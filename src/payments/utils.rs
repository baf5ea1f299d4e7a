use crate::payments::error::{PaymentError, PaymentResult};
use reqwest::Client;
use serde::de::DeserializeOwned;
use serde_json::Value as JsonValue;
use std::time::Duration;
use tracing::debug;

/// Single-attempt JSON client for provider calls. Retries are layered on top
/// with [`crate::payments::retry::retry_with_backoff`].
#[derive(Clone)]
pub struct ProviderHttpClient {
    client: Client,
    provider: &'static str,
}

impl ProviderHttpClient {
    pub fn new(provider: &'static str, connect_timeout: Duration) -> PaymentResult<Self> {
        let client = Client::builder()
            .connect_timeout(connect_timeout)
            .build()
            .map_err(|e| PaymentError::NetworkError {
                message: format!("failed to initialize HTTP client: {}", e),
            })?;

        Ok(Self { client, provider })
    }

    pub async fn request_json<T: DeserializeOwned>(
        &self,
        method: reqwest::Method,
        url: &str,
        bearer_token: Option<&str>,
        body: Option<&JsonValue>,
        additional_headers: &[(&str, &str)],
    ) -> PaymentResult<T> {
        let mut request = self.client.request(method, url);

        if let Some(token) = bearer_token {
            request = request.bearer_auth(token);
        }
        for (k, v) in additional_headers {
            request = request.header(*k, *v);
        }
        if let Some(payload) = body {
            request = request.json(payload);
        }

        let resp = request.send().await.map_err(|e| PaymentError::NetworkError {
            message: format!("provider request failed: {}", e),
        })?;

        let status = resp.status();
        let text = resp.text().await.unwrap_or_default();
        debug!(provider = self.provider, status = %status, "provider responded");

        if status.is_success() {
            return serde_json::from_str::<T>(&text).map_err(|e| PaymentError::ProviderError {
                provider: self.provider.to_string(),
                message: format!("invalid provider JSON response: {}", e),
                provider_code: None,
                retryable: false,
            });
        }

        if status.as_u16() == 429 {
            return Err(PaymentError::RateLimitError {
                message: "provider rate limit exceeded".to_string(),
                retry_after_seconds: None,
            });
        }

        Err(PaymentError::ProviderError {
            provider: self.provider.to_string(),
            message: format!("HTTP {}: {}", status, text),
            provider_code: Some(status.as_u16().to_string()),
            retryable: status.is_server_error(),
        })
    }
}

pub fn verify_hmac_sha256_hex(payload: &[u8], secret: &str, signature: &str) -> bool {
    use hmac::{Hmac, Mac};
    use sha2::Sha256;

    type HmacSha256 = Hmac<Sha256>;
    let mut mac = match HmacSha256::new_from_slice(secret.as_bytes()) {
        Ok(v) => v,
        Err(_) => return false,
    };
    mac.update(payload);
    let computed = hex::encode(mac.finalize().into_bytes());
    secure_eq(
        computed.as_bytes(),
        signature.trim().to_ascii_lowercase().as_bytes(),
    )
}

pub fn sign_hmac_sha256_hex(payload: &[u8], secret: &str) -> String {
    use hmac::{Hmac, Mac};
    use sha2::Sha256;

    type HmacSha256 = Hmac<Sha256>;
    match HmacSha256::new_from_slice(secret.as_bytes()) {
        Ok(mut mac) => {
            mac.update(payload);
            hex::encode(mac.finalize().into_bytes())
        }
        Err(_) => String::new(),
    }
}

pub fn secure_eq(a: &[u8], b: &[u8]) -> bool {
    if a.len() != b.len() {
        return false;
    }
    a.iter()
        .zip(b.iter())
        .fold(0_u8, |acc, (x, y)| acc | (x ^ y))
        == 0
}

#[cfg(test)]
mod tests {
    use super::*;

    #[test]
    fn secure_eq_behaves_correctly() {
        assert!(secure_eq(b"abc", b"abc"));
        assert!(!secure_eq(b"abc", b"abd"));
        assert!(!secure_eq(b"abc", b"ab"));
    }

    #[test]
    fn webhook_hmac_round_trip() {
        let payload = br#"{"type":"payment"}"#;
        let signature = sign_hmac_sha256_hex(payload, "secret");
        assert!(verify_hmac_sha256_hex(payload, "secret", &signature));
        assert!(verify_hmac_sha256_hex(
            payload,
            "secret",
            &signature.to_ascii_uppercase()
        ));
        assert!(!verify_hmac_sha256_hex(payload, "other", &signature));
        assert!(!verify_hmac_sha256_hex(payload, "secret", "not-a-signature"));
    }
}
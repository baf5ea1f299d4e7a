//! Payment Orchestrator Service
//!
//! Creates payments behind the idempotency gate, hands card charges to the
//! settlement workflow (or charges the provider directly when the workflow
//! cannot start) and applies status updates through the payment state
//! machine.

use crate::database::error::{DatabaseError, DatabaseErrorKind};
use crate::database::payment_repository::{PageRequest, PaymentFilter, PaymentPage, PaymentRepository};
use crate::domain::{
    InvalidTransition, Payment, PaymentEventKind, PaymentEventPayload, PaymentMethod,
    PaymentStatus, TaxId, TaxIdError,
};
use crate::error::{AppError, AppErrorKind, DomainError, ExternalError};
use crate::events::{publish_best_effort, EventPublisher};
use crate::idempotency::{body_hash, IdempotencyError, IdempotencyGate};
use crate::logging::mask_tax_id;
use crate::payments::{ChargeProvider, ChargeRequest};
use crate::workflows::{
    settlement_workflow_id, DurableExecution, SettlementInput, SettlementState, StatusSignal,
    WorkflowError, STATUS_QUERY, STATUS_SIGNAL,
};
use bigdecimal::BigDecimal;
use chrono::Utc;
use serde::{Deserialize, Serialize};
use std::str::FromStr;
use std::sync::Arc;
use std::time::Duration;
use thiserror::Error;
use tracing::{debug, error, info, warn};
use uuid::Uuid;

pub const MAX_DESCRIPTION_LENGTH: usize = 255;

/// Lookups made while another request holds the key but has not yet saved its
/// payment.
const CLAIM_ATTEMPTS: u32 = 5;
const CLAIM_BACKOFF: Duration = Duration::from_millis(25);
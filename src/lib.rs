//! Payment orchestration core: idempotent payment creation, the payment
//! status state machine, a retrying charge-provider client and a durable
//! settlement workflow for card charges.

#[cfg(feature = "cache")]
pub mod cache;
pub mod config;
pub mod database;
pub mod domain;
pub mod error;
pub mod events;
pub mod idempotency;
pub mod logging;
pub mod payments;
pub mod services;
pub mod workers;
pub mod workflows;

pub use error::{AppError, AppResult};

● ● ●

__WORK TASK__. Here the goal is to repeat each entry exactly.

__ANSWER AREA__.
filename src/payments/utils.rs
repository baf5ea1f299d4e7a
use crate::payments::error::{PaymentError, PaymentResult};
use reqwest::Client;
use serde::de::DeserializeOwned;
use serde_json::Value as JsonValue;
use std::time::Duration;
use tracing::debug;

/// Single-attempt JSON client for provider calls. Retries are layered on top
/// with [`crate::payments::retry::retry_with_backoff`].
#[derive(Clone)]
pub struct ProviderHttpClient {
    client: Client,
    provider: &'static str,
}

impl ProviderHttpClient {
    pub fn new(provider: &'static str, connect_timeout: Duration) -> PaymentResult<Self> {
        let client = Client::builder()
            .connect_timeout(connect_timeout)
            .build()
            .map_err(|e| PaymentError::NetworkError {
                message: format!("failed to initialize HTTP client: {}", e),
            })?;

        Ok(Self { client, provider })
    }

    pub async fn request_json<T: DeserializeOwned>(
        &self,
        method: reqwest::Method,
        url: &str,
        bearer_token: Option<&str>,
        body: Option<&JsonValue>,
        additional_headers: &[(&str, &str)],
    ) -> PaymentResult<T> {
        let mut request = self.client.request(method, url);

        if let Some(token) = bearer_token {
            request = request.bearer_auth(token);
        }
        for (k, v) in additional_headers {
            request = request.header(*k, *v);
        }
        if let Some(payload) = body {
            request = request.json(payload);
        }

        let resp = request.send().await.map_err(|e| PaymentError::NetworkError {
            message: format!("provider request failed: {}", e),
        })?;

        let status = resp.status();
        let text = resp.text().await.unwrap_or_default();
        debug!(provider = self.provider, status = %status, "provider responded");

        if status.is_success() {
            return serde_json::from_str::<T>(&text).map_err(|e| PaymentError::ProviderError {
                provider: self.provider.to_string(),
                message: format!("invalid provider JSON response: {}", e),
                provider_code: None,
                retryable: false,
            });
        }

        if status.as_u16() == 429 {
            return Err(PaymentError::RateLimitError {
                message: "provider rate limit exceeded".to_string(),
                retry_after_seconds: None,
            });
        }

        Err(PaymentError::ProviderError {
            provider: self.provider.to_string(),
            message: format!("HTTP {}: {}", status, text),
            provider_code: Some(status.as_u16().to_string()),
            retryable: status.is_server_error(),
        })
    }
}

pub fn verify_hmac_sha256_hex(payload: &[u8], secret: &str, signature: &str) -> bool {
    use hmac::{Hmac, Mac};
    use sha2::Sha256;

    type HmacSha256 = Hmac<Sha256>;
    let mut mac = match HmacSha256::new_from_slice(secret.as_bytes()) {
        Ok(v) => v,
        Err(_) => return false,
    };
    mac.update(payload);
    let computed = hex::encode(mac.finalize().into_bytes());
    secure_eq(
        computed.as_bytes(),
        signature.trim().to_ascii_lowercase().as_bytes(),
    )
}

pub fn sign_hmac_sha256_hex(payload: &[u8], secret: &str) -> String {
    use hmac::{Hmac, Mac};
    use sha2::Sha256;

    type HmacSha256 = Hmac<Sha256>;
    match HmacSha256::new_from_slice(secret.as_bytes()) {
        Ok(mut mac) => {
            mac.update(payload);
            hex::encode(mac.finalize().into_bytes())
        }
        Err(_) => String::new(),
    }
}

pub fn secure_eq(a: &[u8], b: &[u8]) -> bool {
    if a.len() != b.len() {
        return false;
    }
    a.iter()
        .zip(b.iter())
        .fold(0_u8, |acc, (x, y)| acc | (x ^ y))
        == 0
}

#[cfg(test)]
mod tests {
    use super::*;

    #[test]
    fn secure_eq_behaves_correctly() {
        assert!(secure_eq(b"abc", b"abc"));
        assert!(!secure_eq(b"abc", b"abd"));
        assert!(!secure_eq(b"abc", b"ab"));
    }

    #[test]
    fn webhook_hmac_round_trip() {
        let payload = br#"{"type":"payment"}"#;
        let signature = sign_hmac_sha256_hex(payload, "secret");
        assert!(verify_hmac_sha256_hex(payload, "secret", &signature));
        assert!(verify_hmac_sha256_hex(
            payload,
            "secret",
            &signature.to_ascii_uppercase()
        ));
        assert!(!verify_hmac_sha256_hex(payload, "other", &signature));
        assert!(!verify_hmac_sha256_hex(payload, "secret", "not-a-signature"));
    }
}
repository baf5ea1f299d4e7a
//! Payment Orchestrator Service
//!
//! Creates payments behind the idempotency gate, hands card charges to the
//! settlement workflow (or charges the provider directly when the workflow
//! cannot start) and applies status updates through the payment state
//! machine.

use crate::database::error::{DatabaseError, DatabaseErrorKind};
use crate::database::payment_repository::{PageRequest, PaymentFilter, PaymentPage, PaymentRepository};
use crate::domain::{
    InvalidTransition, Payment, PaymentEventKind, PaymentEventPayload, PaymentMethod,
    PaymentStatus, TaxId, TaxIdError,
};
use crate::error::{AppError, AppErrorKind, DomainError, ExternalError};
use crate::events::{publish_best_effort, EventPublisher};
use crate::idempotency::{body_hash, IdempotencyError, IdempotencyGate};
use crate::logging::mask_tax_id;
use crate::payments::{ChargeProvider, ChargeRequest};
use crate::workflows::{
    settlement_workflow_id, DurableExecution, SettlementInput, SettlementState, StatusSignal,
    WorkflowError, STATUS_QUERY, STATUS_SIGNAL,
};
use bigdecimal::BigDecimal;
use chrono::Utc;
use serde::{Deserialize, Serialize};
use std::str::FromStr;
use std::sync::Arc;
use std::time::Duration;
use thiserror::Error;
use tracing::{debug, error, info, warn};
use uuid::Uuid;

pub const MAX_DESCRIPTION_LENGTH: usize = 255;

/// Lookups made while another request holds the key but has not yet saved its
/// payment.
const CLAIM_ATTEMPTS: u32 = 5;
const CLAIM_BACKOFF: Duration = Duration::from_millis(25);
filename src/lib.rs
//! Payment orchestration core: idempotent payment creation, the payment
//! status state machine, a retrying charge-provider client and a durable
//! settlement workflow for card charges.

#[cfg(feature = "cache")]
pub mod cache;
pub mod config;
pub mod database;
pub mod domain;
pub mod error;
pub mod events;
pub mod idempotency;
pub mod logging;
pub mod payments;
pub mod services;
pub mod workers;
pub mod workflows;

pub use error::{AppError, AppResult};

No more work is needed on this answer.